Event reflects on Columbia Heights and WSSU
By Todd Luck, The Chronicle
Residents fondly remembered life in the Columbia Heights community located around Winston-Salem State University (WSSU) and lamented the challenges the university still faces in a forum held last week.
The New Winston Museum held the last in its “Lost, Found & Transformed” series on local African-American history at Mars Hill Baptist Church last Thursday, Nov. 16, moderated by UNCSA Professor Rosemary Millar. The historic church is located in what was once commonly referred to as Columbia (or Columbian) Heights. The community is located around WSSU, which was originally called Slater Normal and Industrial Academy, before it became the Winston-Salem Teachers College and eventually WSSU. The university is now under state authority as a North Carolina public university.
A panel of longtime residents of Columbia Heights described growing up in a close-knit neighborhood that took great pride in being around a black college.
Gloria Diggs Banks said that her mother would take her to all the lyceum programs at the Teachers College where she saw renowned singers Marian Anderson and Roland Hayes and many other artists. She said she would always use the college’s library as a child. She said that the single faculty members at the Teachers College would come to her mother’s house to ask her to cook things they liked.
“There was very good relations between the community and the college,” she said “This was the only way we had to opening up our mind to higher education.”
Sandra Jenkins Armstrong said everyone in the neighborhood knew her mom, who was a traffic guard and band chaperone. She said band members would come to their house to call for a ride after practice. If they stayed more than 10 minutes, they’d have dinner with them.
“If sometimes they didn’t have a ride home at night, they’d stay overnight,” she said. “If the weather was bad, they spent the week.”
James M. Lewis Jr. said he loves living around the university and hoped to see WSSU expand into the neighborhood and buy his house and others. He said the traffic created by WSSU football games and stock car racing at Bowman Gray Stadium doesn’t bother him.
“It inconveniences a little, the game and the races, but we’re just so used to it, we just get out and charge to park in our yard,” he said.

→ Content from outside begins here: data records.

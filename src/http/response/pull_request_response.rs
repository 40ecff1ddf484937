use serde::Deserialize;

#[derive(Debug, Clone, Deserialize)]
pub struct PullRequest {
    #[serde(default)]
    pub number: u64,
    pub html_url: String,
}

impl PullRequest {
    /// Whether `html_url` points at a pull request page, `.../pull/<number>`.
    pub fn is_pull_url(&self) -> bool {
        let mut segments = self.html_url.trim_end_matches('/').rsplit('/');

        match (segments.next(), segments.next()) {
            (Some(number), Some("pull")) => {
                !number.is_empty() && number.chars().all(|c| c.is_ascii_digit())
            }
            _ => false,
        }
    }
}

The audience was very active in the discussion.
Former N.C. Rep. Larry Womble said while WSSU was the pride of the black community, it faced opposition from others. He said historically black universities would get “crumbs” while their “flagship” majority counterparts got a “lion’s share.” He said even something as simple as a street named after the university was opposed, though eventually Stadium Drive was renamed to Rams Drive in 2011.
Womble said there’s always going to be opposition to expanding the state-supported college, like what’s happening with the city’s sale of Bowman Gray Stadium to WSSU. The City Council initially voted to sell it in 2013. It’s been held up on the state level, due to methane gas underneath the parking lot there that requires redemption and a brownfields agreement. The gas is not flammable, nor is it harmful to anyone on the stadium property. Even with the environmental concerns, City Council members have questioned why it would take this long to get approval for the sale.
“It’s going to be roadblock after roadblock,” Womble told attendees.
State Treasurer Dale Folwell has said he opposes the sale. He’ll be one of the people in the Council of State who should vote on the deal next year if there are no other delays. The city has contracted with WSSU since 2014 to operate and maintain the stadium in preparation for the sale.